(Records from a dataset)
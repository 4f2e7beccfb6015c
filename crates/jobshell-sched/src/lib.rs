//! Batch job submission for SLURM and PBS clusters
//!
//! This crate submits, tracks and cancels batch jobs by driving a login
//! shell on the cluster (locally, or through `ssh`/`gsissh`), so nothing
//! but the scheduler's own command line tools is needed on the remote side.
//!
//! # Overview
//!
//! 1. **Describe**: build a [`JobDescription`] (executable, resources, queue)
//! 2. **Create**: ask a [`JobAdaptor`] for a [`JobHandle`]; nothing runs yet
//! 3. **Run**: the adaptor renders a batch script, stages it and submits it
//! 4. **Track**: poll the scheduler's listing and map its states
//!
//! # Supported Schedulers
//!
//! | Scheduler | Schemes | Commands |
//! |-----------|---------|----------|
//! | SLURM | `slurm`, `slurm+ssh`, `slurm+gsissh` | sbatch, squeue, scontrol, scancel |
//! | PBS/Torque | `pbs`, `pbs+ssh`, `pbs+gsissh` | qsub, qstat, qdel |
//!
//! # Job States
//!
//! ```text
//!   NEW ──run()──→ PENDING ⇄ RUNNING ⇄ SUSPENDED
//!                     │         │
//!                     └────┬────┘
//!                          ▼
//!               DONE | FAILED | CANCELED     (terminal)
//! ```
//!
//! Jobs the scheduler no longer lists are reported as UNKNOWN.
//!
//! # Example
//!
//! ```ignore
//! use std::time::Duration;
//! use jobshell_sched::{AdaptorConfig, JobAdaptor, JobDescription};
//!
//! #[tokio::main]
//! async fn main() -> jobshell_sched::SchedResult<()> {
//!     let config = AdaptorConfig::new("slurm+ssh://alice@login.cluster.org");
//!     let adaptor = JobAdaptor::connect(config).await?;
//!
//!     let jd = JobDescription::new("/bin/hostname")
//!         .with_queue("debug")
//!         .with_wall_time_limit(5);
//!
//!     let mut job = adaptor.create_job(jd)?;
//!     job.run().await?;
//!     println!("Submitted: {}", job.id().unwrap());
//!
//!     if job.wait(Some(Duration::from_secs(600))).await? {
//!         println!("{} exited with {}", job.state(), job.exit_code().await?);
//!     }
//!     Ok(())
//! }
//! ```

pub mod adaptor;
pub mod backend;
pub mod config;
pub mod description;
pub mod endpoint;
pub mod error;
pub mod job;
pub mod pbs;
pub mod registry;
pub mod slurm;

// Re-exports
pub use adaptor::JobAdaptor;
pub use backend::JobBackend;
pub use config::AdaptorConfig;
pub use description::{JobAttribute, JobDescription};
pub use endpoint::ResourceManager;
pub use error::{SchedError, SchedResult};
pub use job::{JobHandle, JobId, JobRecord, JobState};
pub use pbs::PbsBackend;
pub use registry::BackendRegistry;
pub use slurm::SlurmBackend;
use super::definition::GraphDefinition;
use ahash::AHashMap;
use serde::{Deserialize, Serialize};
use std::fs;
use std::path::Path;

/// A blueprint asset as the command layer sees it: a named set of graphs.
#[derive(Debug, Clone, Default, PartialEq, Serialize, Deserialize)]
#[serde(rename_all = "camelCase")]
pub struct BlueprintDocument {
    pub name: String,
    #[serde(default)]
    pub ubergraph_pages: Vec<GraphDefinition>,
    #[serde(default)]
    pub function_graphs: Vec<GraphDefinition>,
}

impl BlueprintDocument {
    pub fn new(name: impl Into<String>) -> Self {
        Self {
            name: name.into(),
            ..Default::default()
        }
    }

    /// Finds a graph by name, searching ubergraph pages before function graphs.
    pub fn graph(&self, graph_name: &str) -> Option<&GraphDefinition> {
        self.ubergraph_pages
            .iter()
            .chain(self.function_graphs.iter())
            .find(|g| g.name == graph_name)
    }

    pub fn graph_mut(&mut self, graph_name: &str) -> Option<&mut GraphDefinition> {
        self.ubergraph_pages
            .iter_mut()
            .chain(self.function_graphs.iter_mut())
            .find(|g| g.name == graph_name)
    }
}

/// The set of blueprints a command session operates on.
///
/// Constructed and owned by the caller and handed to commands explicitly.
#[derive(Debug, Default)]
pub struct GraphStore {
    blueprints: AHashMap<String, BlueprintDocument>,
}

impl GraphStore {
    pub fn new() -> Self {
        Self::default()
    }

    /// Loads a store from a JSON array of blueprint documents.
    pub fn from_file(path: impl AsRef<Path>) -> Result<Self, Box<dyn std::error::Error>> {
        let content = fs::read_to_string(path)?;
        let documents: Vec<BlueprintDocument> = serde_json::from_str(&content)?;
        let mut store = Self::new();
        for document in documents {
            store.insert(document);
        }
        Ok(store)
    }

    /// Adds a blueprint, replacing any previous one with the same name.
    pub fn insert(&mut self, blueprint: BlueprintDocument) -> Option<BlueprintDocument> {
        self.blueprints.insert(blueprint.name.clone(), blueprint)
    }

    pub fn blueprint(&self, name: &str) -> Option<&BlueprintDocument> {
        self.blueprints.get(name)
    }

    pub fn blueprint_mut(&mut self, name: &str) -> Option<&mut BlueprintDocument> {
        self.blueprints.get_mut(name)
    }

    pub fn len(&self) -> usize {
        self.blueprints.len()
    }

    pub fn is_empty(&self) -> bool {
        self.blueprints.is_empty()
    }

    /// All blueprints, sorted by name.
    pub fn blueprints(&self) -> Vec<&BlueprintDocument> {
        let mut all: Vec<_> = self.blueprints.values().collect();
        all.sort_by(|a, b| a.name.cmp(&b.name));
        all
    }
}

...

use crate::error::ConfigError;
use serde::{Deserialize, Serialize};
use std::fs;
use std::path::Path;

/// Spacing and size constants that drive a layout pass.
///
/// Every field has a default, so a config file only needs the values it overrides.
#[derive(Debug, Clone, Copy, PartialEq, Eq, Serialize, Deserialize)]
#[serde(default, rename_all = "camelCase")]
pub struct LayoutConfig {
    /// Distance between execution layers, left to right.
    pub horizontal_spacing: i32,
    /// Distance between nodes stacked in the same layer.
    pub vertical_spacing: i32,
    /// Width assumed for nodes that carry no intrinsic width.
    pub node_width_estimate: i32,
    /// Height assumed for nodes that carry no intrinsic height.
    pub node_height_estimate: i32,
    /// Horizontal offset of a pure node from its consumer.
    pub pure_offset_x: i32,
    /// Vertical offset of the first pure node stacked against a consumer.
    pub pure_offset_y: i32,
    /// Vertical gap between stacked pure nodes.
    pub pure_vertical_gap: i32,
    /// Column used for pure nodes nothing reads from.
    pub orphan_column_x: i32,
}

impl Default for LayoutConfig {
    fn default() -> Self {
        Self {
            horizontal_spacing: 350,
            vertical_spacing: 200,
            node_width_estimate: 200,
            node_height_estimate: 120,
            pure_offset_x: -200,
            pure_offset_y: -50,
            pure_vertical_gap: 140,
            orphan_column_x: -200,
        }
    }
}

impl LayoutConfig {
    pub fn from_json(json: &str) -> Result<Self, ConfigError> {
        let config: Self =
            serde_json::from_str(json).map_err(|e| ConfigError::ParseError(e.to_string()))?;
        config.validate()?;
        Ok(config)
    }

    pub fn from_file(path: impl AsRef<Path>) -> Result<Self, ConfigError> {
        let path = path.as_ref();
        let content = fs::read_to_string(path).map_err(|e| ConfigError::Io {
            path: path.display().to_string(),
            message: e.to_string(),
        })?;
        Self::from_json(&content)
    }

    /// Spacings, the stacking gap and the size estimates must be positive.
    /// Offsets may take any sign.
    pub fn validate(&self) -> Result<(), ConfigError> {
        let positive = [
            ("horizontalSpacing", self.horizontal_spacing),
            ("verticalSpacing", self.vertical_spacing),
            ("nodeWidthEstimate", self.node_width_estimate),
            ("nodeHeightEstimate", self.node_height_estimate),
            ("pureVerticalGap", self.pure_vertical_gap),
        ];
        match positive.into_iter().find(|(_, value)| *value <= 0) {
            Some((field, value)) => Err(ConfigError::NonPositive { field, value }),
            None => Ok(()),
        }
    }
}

* **DIRECTIONS**: In the data above, retype exactly and only the lines between the one holding "repository 4f2e7beccfb6015c" and the one holding "pub mod adaptor;", inclusive.

* **OUTPUT BELOW**:
repository 4f2e7beccfb6015c
filename crates/jobshell-sched/src/lib.rs
//! Batch job submission for SLURM and PBS clusters
//!
//! This crate submits, tracks and cancels batch jobs by driving a login
//! shell on the cluster (locally, or through `ssh`/`gsissh`), so nothing
//! but the scheduler's own command line tools is needed on the remote side.
//!
//! # Overview
//!
//! 1. **Describe**: build a [`JobDescription`] (executable, resources, queue)
//! 2. **Create**: ask a [`JobAdaptor`] for a [`JobHandle`]; nothing runs yet
//! 3. **Run**: the adaptor renders a batch script, stages it and submits it
//! 4. **Track**: poll the scheduler's listing and map its states
//!
//! # Supported Schedulers
//!
//! | Scheduler | Schemes | Commands |
//! |-----------|---------|----------|
//! | SLURM | `slurm`, `slurm+ssh`, `slurm+gsissh` | sbatch, squeue, scontrol, scancel |
//! | PBS/Torque | `pbs`, `pbs+ssh`, `pbs+gsissh` | qsub, qstat, qdel |
//!
//! # Job States
//!
//! ```text
//!   NEW ──run()──→ PENDING ⇄ RUNNING ⇄ SUSPENDED
//!                     │         │
//!                     └────┬────┘
//!                          ▼
//!               DONE | FAILED | CANCELED     (terminal)
//! ```
//!
//! Jobs the scheduler no longer lists are reported as UNKNOWN.
//!
//! # Example
//!
//! ```ignore
//! use std::time::Duration;
//! use jobshell_sched::{AdaptorConfig, JobAdaptor, JobDescription};
//!
//! #[tokio::main]
//! async fn main() -> jobshell_sched::SchedResult<()> {
//!     let config = AdaptorConfig::new("slurm+ssh://alice@login.cluster.org");
//!     let adaptor = JobAdaptor::connect(config).await?;
//!
//!     let jd = JobDescription::new("/bin/hostname")
//!         .with_queue("debug")
//!         .with_wall_time_limit(5);
//!
//!     let mut job = adaptor.create_job(jd)?;
//!     job.run().await?;
//!     println!("Submitted: {}", job.id().unwrap());
//!
//!     if job.wait(Some(Duration::from_secs(600))).await? {
//!         println!("{} exited with {}", job.state(), job.exit_code().await?);
//!     }
//!     Ok(())
//! }
//! ```

pub mod adaptor;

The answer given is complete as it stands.